The Codeword is “Value”
Saturday, November 6th, 2004This week I watched a discussion about the press and the US election on CSPAN. Though I like to avoid writing about politics, I wanted to reflect on the question raised by one lady that “values” was a new “code word” for religion.
First, I think that I can break it down a little better.
The pollsters offered five labels for voters to choose among. Any voter could have chosen to place their vote in the moral values bucket. But it seems that more conservatives than liberals chose this label, 4 to 1.
Calling it a “code word” ignores who made up the labels. The pollsters did not offer “religious belief” as a category. The voters didn’t describe their vote as much as they picked among descriptions.
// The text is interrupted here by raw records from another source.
//! Static boss catalog.
//!
//! The catalog is built once at startup (either the built-in list or a JSON
//! file named by configuration) and never changes while the process runs.

use std::collections::HashSet;

use serde::{Deserialize, Serialize};

use crate::error::CoreError;

/// Characters a boss name may use so it can sit in a path segment unescaped.
fn is_path_safe(c: char) -> bool {
    c.is_ascii_alphanumeric() || matches!(c, '-' | '_' | '.' | '~')
}

// ---------------------------------------------------------------------------
// Types
// ---------------------------------------------------------------------------

/// A single boss with its fixed respawn delay and spawn window.
#[derive(Debug, Clone, PartialEq, Eq, Serialize, Deserialize)]
pub struct BossDefinition {
    /// Unique identifier, also used in URLs (`/reset/{name}`). Limited to
    /// unreserved URL characters.
    pub name: String,
    /// Minutes from kill until the boss can appear again.
    pub respawn_minutes: u32,
    /// Minutes after respawn during which the boss stays up.
    pub window_minutes: u32,
}

impl BossDefinition {
    pub fn new(name: impl Into<String>, respawn_minutes: u32, window_minutes: u32) -> Self {
        Self {
            name: name.into(),
            respawn_minutes,
            window_minutes,
        }
    }
}

/// Ordered, immutable set of bosses.
#[derive(Debug, Clone, PartialEq, Eq)]
pub struct BossCatalog {
    bosses: Vec<BossDefinition>,
}

// ---------------------------------------------------------------------------
// Construction
// ---------------------------------------------------------------------------

impl BossCatalog {
    /// Build a catalog, rejecting empty lists, blank or duplicate names and
    /// zero-minute durations.
    pub fn new(bosses: Vec<BossDefinition>) -> Result<Self, CoreError> {
        if bosses.is_empty() {
            return Err(CoreError::Validation(
                "Boss catalog must contain at least one boss".into(),
            ));
        }

        let mut seen = HashSet::with_capacity(bosses.len());
        for boss in &bosses {
            if boss.name.trim().is_empty() {
                return Err(CoreError::Validation("Boss name must not be empty".into()));
            }
            if !boss.name.chars().all(is_path_safe) {
                return Err(CoreError::Validation(format!(
                    "Boss name '{}' may only use letters, digits, '-', '_', '.' and '~'",
                    boss.name
                )));
            }
            if boss.respawn_minutes == 0 {
                return Err(CoreError::Validation(format!(
                    "Boss '{}' must have a positive respawn duration",
                    boss.name
                )));
            }
            if boss.window_minutes == 0 {
                return Err(CoreError::Validation(format!(
                    "Boss '{}' must have a positive window duration",
                    boss.name
                )));
            }
            if !seen.insert(boss.name.as_str()) {
                return Err(CoreError::Validation(format!(
                    "Duplicate boss name '{}'",
                    boss.name
                )));
            }
        }

        Ok(Self { bosses })
    }

    /// Parse a catalog from a JSON array of boss definitions.
    pub fn from_json(json: &str) -> Result<Self, CoreError> {
        let bosses: Vec<BossDefinition> = serde_json::from_str(json)
            .map_err(|e| CoreError::Validation(format!("Invalid boss catalog JSON: {e}")))?;
        Self::new(bosses)
    }
}

impl Default for BossCatalog {
    /// The clan's built-in bosses.
    fn default() -> Self {
        Self {
            bosses: vec![
                BossDefinition::new("170", 70, 5),
                BossDefinition::new("180", 80, 5),
                BossDefinition::new("210", 130, 5),
                BossDefinition::new("215", 140, 5),
            ],
        }
    }
}

// ---------------------------------------------------------------------------
// Lookup
// ---------------------------------------------------------------------------

impl BossCatalog {
    /// All bosses in declaration order.
    pub fn list(&self) -> &[BossDefinition] {
        &self.bosses
    }

    /// Find a boss by exact name. `None` is an expected outcome for stale or
    /// mistyped names.
    pub fn find(&self, name: &str) -> Option<&BossDefinition> {
        self.bosses.iter().find(|b| b.name == name)
    }

    /// Declaration index of the named boss.
    pub fn position(&self, name: &str) -> Option<usize> {
        self.bosses.iter().position(|b| b.name == name)
    }

    /// Boss at a declaration index.
    pub fn get(&self, index: usize) -> Option<&BossDefinition> {
        self.bosses.get(index)
    }

    pub fn names(&self) -> impl Iterator<Item = &str> {
        self.bosses.iter().map(|b| b.name.as_str())
    }

    pub fn len(&self) -> usize {
        self.bosses.len()
    }

    pub fn is_empty(&self) -> bool {
        self.bosses.is_empty()
    }
}
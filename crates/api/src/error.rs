use axum::http::StatusCode;
use axum::response::{IntoResponse, Response};
use respawn_db::StoreError;
use serde_json::json;

/// Application-level error type for HTTP handlers.
///
/// Wraps [`StoreError`] for timer file failures and template render errors.
/// Implements [`IntoResponse`] to produce consistent JSON error responses.
/// Page handlers turn validation and auth failures into flash notices
/// themselves, so only storage and rendering failures surface here.
#[derive(Debug, thiserror::Error)]
pub enum AppError {
    /// A timer file error.
    #[error("Storage error: {0}")]
    Store(#[from] StoreError),

    /// A page template failed to render.
    #[error("Template error: {0}")]
    Template(#[from] handlebars::RenderError),
}

/// Convenience type alias for handler return values.
pub type AppResult<T> = Result<T, AppError>;

impl IntoResponse for AppError {
    fn into_response(self) -> Response {
        let (status, code, message) = match &self {
            // --- Storage errors ---
            AppError::Store(err) => classify_store_error(err),

            AppError::Template(err) => {
                tracing::error!(error = %err, "Template render failed");
                (
                    StatusCode::INTERNAL_SERVER_ERROR,
                    "INTERNAL_ERROR",
                    "An internal error occurred".to_string(),
                )
            }
        };

        let body = json!({
            "error": message,
            "code": code,
        });

        (status, axum::Json(body)).into_response()
    }
}

/// Classify a store error into an HTTP status, error code, and message.
///
/// - `UnknownBoss` maps to 404.
/// - Everything else is a storage failure: 500 with a sanitized message.
fn classify_store_error(err: &StoreError) -> (StatusCode, &'static str, String) {
    match err {
        StoreError::UnknownBoss(name) => (
            StatusCode::NOT_FOUND,
            "NOT_FOUND",
            format!("Boss '{name}' not found"),
        ),
        other => {
            tracing::error!(error = %other, "Timer store failure");
            (
                StatusCode::INTERNAL_SERVER_ERROR,
                "STORAGE_ERROR",
                "The timer store could not be accessed".to_string(),
            )
        }
    }
}
//! Server-rendered HTML pages.
//!
//! Templates are compiled once at startup into a [`Views`] registry held in
//! [`crate::state::AppState`]. Each page has a serializable model whose field
//! names match the placeholders in [`templates`].

pub mod templates;

use handlebars::{Handlebars, RenderError, TemplateError};
use respawn_core::catalog::BossDefinition;
use respawn_core::time_format::{format_display, format_form_input};
use respawn_core::timer::{DerivedTimerView, TimerBoard, NOT_AVAILABLE};
use respawn_core::types::Timestamp;
use serde::Serialize;

use crate::flash::FlashMessage;

/// Title shown on the dashboard.
pub const DASHBOARD_TITLE: &str = "Boss Respawn Timers";

const DASHBOARD: &str = "dashboard";
const LOGIN: &str = "login";
const RESET: &str = "reset";

/// Compiled page templates.
pub struct Views {
    registry: Handlebars<'static>,
}

impl Views {
    pub fn new() -> Result<Self, TemplateError> {
        let mut registry = Handlebars::new();
        registry.set_strict_mode(false);

        registry.register_partial("styles", templates::STYLES)?;
        registry.register_partial("flash", templates::FLASH)?;
        registry.register_partial("userbar", templates::USERBAR)?;
        registry.register_partial("boss_table", templates::BOSS_TABLE)?;
        registry.register_partial("countdown_script", templates::COUNTDOWN_SCRIPT)?;

        registry.register_template_string(DASHBOARD, templates::DASHBOARD)?;
        registry.register_template_string(LOGIN, templates::LOGIN)?;
        registry.register_template_string(RESET, templates::RESET)?;

        Ok(Self { registry })
    }

    pub fn dashboard(&self, page: &DashboardPage) -> Result<String, RenderError> {
        self.registry.render(DASHBOARD, page)
    }

    pub fn login(&self, page: &LoginPage) -> Result<String, RenderError> {
        self.registry.render(LOGIN, page)
    }

    pub fn reset(&self, page: &ResetPage) -> Result<String, RenderError> {
        self.registry.render(RESET, page)
    }
}

// ---------------------------------------------------------------------------
// Page models
// ---------------------------------------------------------------------------

/// One table row on the dashboard.
#[derive(Debug, Clone, Serialize)]
pub struct BossRow {
    pub name: String,
    /// `due` or `upcoming`, used as the row's CSS class.
    pub status: &'static str,
    pub last_kill: String,
    pub recorded_by: String,
    pub respawn_at: String,
    pub window_end: String,
    pub respawn_left: String,
    pub window_left: String,
    /// Raw seconds for the client-side countdown; `None` renders empty.
    pub respawn_secs: Option<i64>,
    pub window_secs: Option<i64>,
    pub reset_url: String,
}

impl From<&DerivedTimerView> for BossRow {
    fn from(view: &DerivedTimerView) -> Self {
        Self {
            name: view.name.clone(),
            status: if view.is_due() { "due" } else { "upcoming" },
            last_kill: view.last_kill_display(),
            recorded_by: view
                .recorded_by
                .clone()
                .unwrap_or_else(|| NOT_AVAILABLE.to_string()),
            respawn_at: view.respawn_at_display(),
            window_end: view.window_end_display(),
            respawn_left: view.respawn_display(),
            window_left: view.window_display(),
            respawn_secs: view.respawn_remaining_secs,
            window_secs: view.window_remaining_secs,
            reset_url: reset_path(&view.name),
        }
    }
}

#[derive(Debug, Serialize)]
pub struct DashboardPage {
    pub title: &'static str,
    pub user: Option<String>,
    pub flash: Option<FlashMessage>,
    pub due: Vec<BossRow>,
    pub upcoming: Vec<BossRow>,
    pub generated_at: String,
}

impl DashboardPage {
    pub fn new(board: &TimerBoard, user: Option<String>, flash: Option<FlashMessage>) -> Self {
        Self {
            title: DASHBOARD_TITLE,
            user,
            flash,
            due: board.due.iter().map(BossRow::from).collect(),
            upcoming: board.upcoming.iter().map(BossRow::from).collect(),
            generated_at: format_display(Some(board.generated_at)),
        }
    }
}

#[derive(Debug, Default, Serialize)]
pub struct LoginPage {
    pub flash: Option<FlashMessage>,
    /// Echoed back after a failed attempt.
    pub username: String,
}

#[derive(Debug, Serialize)]
pub struct ResetPage {
    pub boss: BossDefinition,
    pub user: Option<String>,
    pub flash: Option<FlashMessage>,
    pub last_kill: String,
    pub action: String,
    /// Current server time in the form's input format.
    pub now: String,
}

impl ResetPage {
    pub fn new(
        boss: &BossDefinition,
        last_kill: Option<Timestamp>,
        user: Option<String>,
        flash: Option<FlashMessage>,
        now: Timestamp,
    ) -> Self {
        Self {
            boss: boss.clone(),
            user,
            flash,
            last_kill: format_display(last_kill),
            action: reset_path(&boss.name),
            now: format_form_input(now),
        }
    }
}

/// Path of a boss's reset page. Catalog names never contain `/`.
pub fn reset_path(boss: &str) -> String {
    format!("/reset/{boss}")
}
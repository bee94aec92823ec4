//! Route definitions for the reset flow.

use axum::routing::get;
use axum::Router;

use crate::handlers::reset;
use crate::state::AppState;

/// ```text
/// GET  /reset/{boss}  -> confirm
/// POST /reset/{boss}  -> reset (requires login)
/// ```
pub fn router() -> Router<AppState> {
    Router::new().route("/reset/{boss}", get(reset::confirm).post(reset::reset))
}
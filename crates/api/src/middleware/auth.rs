//! Session extractors for Axum handlers.

use std::convert::Infallible;

use axum::extract::FromRequestParts;
use axum::http::request::Parts;

use crate::auth::cookies::{read_cookie, FLASH_COOKIE, SESSION_COOKIE};
use crate::auth::session::Session;
use crate::flash::Flash;
use crate::state::AppState;

/// The visitor's session, if they are logged in. Never rejects.
///
/// ```ignore
/// async fn page(CurrentSession(session): CurrentSession) -> Html<String> {
///     let user = session.map(|s| s.username);
///     // ...
/// }
/// ```
#[derive(Debug, Clone)]
pub struct CurrentSession(pub Option<Session>);

impl CurrentSession {
    pub fn username(&self) -> Option<&str> {
        self.0.as_ref().map(|s| s.username.as_str())
    }
}

impl FromRequestParts<AppState> for CurrentSession {
    type Rejection = Infallible;

    async fn from_request_parts(
        parts: &mut Parts,
        state: &AppState,
    ) -> Result<Self, Self::Rejection> {
        let session = match read_cookie(&parts.headers, SESSION_COOKIE) {
            Some(id) => state.sessions.get(&id).await,
            None => None,
        };
        Ok(CurrentSession(session))
    }
}

/// Raw flash code from the request, if any. Pages that show it must clear
/// the cookie in their response.
#[derive(Debug, Clone, Default)]
pub struct PendingFlash(pub Option<String>);

impl PendingFlash {
    pub fn is_present(&self) -> bool {
        self.0.is_some()
    }

    pub fn resolve(&self, state: &AppState, username: Option<&str>) -> Option<Flash> {
        self.0
            .as_deref()
            .and_then(|code| Flash::decode(code, state.catalog(), username))
    }
}

impl FromRequestParts<AppState> for PendingFlash {
    type Rejection = Infallible;

    async fn from_request_parts(
        parts: &mut Parts,
        _state: &AppState,
    ) -> Result<Self, Self::Rejection> {
        Ok(PendingFlash(read_cookie(&parts.headers, FLASH_COOKIE)))
    }
}
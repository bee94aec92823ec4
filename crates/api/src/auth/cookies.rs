//! Cookie helpers for the session id and one-shot flash notices.

use axum::http::header::COOKIE;
use axum::http::HeaderMap;

/// Cookie holding the session id.
pub const SESSION_COOKIE: &str = "respawn_session";

/// Cookie holding a pending flash notice code.
pub const FLASH_COOKIE: &str = "respawn_flash";

/// Flash notices only need to survive one redirect.
const FLASH_MAX_AGE_SECS: i64 = 60;

/// Find a cookie value in the request's `Cookie` headers.
pub fn read_cookie(headers: &HeaderMap, name: &str) -> Option<String> {
    headers
        .get_all(COOKIE)
        .iter()
        .filter_map(|v| v.to_str().ok())
        .flat_map(|v| v.split(';'))
        .filter_map(|pair| pair.trim().split_once('='))
        .find(|(k, _)| *k == name)
        .map(|(_, v)| v.trim().to_string())
        .filter(|v| !v.is_empty())
}

/// `Set-Cookie` value for a new session.
pub fn session_cookie(id: &str, max_age_secs: i64, secure: bool) -> String {
    build(SESSION_COOKIE, id, max_age_secs, secure)
}

/// `Set-Cookie` value carrying a flash code.
pub fn flash_cookie(code: &str, secure: bool) -> String {
    build(FLASH_COOKIE, code, FLASH_MAX_AGE_SECS, secure)
}

/// `Set-Cookie` value that deletes a cookie.
pub fn clear_cookie(name: &str) -> String {
    format!("{name}=; Path=/; HttpOnly; SameSite=Lax; Max-Age=0")
}

fn build(name: &str, value: &str, max_age_secs: i64, secure: bool) -> String {
    let mut cookie = format!("{name}={value}; Path=/; HttpOnly; SameSite=Lax; Max-Age={max_age_secs}");
    if secure {
        cookie.push_str("; Secure");
    }
    cookie
}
Second, I think there is something to what she said.
It seems that people—even those who squirm at religion—can sense that religion and “value” are connected. We religous believe in value the way that we believe in a god. The concept is no more mystical than God. At base, we mean the same thing as economists: the value placed by a person or a group of people. Thus, God beholds all things and we observe the value He places. We need only believe in the beholder.
Skeptics call this opinion or even illusion. To them, you can only speak of the value people place on things, not of value as if it were an objective attribute. We make up claims of value. It’s something that I make, and then something that you differ with, and then something that a certain group of people hold in common at roughly the same level. Popular opinion is the only final arbiter of value.
I can see why a reasonably advanced skeptic might stop using the word “value”. Plus, you might also see why a believer or even a follower would gain an idea of value consistent with faith. But can we accept that a “code word” can be used for the same thing on both sides of the political divide—unless it means simply “Yes, things have value from the supreme beholder of value, God himself.”